*** Opening of Working data ***

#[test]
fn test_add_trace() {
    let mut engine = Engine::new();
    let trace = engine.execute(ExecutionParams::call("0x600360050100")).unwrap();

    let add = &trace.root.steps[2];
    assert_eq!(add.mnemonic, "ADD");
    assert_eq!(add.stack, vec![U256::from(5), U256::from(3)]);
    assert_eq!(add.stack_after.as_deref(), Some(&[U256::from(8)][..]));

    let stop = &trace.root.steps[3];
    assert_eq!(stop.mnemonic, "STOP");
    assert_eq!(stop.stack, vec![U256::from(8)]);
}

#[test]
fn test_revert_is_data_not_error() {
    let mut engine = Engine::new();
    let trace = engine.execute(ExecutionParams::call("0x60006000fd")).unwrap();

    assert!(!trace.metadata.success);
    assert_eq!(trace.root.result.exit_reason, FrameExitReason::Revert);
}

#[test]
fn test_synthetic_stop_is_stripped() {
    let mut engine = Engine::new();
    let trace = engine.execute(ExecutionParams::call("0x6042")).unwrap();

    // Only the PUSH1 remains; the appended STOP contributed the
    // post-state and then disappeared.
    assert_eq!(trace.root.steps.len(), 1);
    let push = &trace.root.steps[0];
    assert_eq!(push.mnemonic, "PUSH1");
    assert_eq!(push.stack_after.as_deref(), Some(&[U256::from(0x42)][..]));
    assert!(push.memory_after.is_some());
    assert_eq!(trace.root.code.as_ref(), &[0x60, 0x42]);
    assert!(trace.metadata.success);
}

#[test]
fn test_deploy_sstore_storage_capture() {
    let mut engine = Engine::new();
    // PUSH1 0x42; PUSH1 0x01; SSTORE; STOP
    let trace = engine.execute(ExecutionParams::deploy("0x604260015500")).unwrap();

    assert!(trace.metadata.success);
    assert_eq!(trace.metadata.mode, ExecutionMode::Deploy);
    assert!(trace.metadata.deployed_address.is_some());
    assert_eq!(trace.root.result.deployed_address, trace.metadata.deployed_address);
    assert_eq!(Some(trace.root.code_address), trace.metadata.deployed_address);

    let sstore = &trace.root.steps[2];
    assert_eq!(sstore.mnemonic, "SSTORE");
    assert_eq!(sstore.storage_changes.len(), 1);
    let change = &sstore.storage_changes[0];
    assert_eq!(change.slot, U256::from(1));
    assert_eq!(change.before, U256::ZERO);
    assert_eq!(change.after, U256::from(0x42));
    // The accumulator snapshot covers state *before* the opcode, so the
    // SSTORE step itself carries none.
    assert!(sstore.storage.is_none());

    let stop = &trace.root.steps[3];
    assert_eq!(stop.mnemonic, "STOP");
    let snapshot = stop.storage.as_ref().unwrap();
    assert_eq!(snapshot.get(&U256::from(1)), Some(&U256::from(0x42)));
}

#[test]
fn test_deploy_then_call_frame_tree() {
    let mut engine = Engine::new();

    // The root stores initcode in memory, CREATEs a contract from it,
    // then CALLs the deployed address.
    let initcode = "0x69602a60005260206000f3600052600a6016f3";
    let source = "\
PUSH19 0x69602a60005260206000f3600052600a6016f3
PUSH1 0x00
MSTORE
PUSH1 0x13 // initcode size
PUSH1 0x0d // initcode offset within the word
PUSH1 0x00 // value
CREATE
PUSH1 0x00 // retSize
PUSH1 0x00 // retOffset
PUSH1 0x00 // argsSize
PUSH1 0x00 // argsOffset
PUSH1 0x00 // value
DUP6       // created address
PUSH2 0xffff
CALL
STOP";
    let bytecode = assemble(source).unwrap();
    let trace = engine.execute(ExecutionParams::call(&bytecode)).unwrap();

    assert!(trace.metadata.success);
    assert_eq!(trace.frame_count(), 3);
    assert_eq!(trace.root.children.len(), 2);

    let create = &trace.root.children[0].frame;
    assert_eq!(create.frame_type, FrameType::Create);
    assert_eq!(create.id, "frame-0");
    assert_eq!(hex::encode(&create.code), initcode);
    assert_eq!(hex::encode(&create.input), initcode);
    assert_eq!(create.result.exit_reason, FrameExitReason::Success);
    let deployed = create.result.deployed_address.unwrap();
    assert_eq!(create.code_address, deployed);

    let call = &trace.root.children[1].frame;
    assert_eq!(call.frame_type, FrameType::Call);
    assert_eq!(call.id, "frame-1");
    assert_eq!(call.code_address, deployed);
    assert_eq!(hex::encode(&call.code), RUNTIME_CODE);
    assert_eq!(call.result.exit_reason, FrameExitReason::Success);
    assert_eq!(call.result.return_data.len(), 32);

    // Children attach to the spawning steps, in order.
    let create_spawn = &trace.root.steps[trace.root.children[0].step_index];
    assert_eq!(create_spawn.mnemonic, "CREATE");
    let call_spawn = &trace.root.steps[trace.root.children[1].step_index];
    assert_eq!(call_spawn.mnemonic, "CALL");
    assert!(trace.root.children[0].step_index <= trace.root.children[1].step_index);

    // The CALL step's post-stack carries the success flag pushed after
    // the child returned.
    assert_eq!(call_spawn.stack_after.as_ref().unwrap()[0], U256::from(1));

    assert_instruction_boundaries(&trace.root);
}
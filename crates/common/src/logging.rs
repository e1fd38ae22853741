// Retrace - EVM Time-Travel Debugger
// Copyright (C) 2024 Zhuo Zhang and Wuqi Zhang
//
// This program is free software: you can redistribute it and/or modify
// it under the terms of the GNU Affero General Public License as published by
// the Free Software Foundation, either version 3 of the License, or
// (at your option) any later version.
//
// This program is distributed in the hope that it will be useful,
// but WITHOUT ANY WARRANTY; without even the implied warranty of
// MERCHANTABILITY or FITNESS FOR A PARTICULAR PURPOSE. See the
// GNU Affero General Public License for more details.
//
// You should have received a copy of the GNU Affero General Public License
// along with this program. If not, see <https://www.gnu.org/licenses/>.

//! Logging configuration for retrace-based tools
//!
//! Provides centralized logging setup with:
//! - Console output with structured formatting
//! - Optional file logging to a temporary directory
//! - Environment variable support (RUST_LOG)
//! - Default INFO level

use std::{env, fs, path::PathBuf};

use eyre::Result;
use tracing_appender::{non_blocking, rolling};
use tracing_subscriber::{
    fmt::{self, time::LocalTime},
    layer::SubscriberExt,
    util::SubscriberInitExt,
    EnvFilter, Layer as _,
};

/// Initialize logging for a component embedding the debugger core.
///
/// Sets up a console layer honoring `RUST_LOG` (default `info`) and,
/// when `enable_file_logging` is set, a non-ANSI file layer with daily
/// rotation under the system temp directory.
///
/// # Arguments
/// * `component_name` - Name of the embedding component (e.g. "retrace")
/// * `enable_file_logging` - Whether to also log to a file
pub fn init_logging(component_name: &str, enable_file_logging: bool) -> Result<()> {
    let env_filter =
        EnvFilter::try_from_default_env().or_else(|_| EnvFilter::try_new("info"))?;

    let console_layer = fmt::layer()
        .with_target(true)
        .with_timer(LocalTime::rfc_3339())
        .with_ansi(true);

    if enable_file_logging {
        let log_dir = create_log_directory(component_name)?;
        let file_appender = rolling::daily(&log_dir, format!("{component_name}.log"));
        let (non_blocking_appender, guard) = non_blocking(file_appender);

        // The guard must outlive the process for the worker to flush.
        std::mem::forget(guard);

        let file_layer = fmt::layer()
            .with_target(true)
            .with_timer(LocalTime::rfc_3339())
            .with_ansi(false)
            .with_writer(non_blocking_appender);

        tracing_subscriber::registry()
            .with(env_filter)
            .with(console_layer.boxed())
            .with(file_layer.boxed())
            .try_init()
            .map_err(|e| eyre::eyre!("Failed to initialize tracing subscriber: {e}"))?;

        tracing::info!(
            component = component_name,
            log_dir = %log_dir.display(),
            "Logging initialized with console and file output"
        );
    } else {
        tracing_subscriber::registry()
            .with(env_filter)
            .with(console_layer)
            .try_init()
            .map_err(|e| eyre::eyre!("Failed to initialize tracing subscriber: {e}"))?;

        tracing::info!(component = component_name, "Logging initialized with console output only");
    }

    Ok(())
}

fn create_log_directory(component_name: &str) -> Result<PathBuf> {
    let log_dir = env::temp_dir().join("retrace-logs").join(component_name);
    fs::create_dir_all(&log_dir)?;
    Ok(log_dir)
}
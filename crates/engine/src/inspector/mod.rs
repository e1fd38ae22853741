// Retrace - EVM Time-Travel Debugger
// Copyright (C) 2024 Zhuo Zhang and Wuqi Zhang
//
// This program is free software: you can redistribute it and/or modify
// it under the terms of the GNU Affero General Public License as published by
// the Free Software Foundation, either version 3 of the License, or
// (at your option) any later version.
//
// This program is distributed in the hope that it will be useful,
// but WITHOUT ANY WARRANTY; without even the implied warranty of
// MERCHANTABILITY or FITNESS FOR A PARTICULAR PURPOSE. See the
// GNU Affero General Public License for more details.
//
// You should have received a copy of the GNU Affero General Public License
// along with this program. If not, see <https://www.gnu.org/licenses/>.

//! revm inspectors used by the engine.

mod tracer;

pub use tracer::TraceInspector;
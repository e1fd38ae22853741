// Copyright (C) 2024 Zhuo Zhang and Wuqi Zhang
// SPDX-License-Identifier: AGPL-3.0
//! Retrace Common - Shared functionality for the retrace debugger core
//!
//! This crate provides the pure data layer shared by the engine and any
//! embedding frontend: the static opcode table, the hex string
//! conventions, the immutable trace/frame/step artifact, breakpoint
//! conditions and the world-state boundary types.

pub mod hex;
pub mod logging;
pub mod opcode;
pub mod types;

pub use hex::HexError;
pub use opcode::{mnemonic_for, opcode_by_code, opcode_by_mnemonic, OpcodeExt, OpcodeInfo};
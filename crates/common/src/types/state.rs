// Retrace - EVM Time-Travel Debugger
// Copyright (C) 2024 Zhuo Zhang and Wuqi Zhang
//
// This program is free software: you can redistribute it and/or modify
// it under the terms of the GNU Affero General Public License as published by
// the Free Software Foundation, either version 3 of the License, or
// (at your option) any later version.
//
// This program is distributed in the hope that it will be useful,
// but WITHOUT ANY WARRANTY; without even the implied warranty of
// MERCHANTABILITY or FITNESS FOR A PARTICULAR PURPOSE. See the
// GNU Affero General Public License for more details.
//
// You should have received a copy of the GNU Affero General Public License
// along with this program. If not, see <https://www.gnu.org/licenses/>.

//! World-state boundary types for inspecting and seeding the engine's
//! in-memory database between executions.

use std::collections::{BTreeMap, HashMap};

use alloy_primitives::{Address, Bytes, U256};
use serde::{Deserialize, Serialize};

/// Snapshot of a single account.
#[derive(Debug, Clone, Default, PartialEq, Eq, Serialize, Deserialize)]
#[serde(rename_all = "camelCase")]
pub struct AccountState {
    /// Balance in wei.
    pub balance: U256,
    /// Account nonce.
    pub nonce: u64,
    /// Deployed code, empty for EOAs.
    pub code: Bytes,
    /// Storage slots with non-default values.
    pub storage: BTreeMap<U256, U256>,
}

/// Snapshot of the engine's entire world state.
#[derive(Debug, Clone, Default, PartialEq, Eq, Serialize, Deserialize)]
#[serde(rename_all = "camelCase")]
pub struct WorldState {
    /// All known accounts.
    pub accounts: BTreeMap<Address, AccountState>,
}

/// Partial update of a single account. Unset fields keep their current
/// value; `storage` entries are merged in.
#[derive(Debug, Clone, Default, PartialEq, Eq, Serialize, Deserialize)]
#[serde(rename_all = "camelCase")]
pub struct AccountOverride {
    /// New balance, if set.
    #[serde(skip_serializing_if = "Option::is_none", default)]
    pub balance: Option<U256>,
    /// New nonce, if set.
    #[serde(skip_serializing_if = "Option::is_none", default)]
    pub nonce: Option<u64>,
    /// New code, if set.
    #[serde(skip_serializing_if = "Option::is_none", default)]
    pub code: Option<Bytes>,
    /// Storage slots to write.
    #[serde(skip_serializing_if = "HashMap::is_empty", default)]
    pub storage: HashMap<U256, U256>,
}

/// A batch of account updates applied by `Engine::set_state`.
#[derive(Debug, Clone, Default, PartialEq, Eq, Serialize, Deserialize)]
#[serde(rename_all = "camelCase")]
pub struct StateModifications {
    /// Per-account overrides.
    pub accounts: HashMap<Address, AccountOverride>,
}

*** Close of Working data ***

» Task item:
Which lines of the data hold the string "daily"? Return each of them.

» Reply to the task:
/// when `enable_file_logging` is set, a non-ANSI file layer with daily
        let file_appender = rolling::daily(&log_dir, format!("{component_name}.log"));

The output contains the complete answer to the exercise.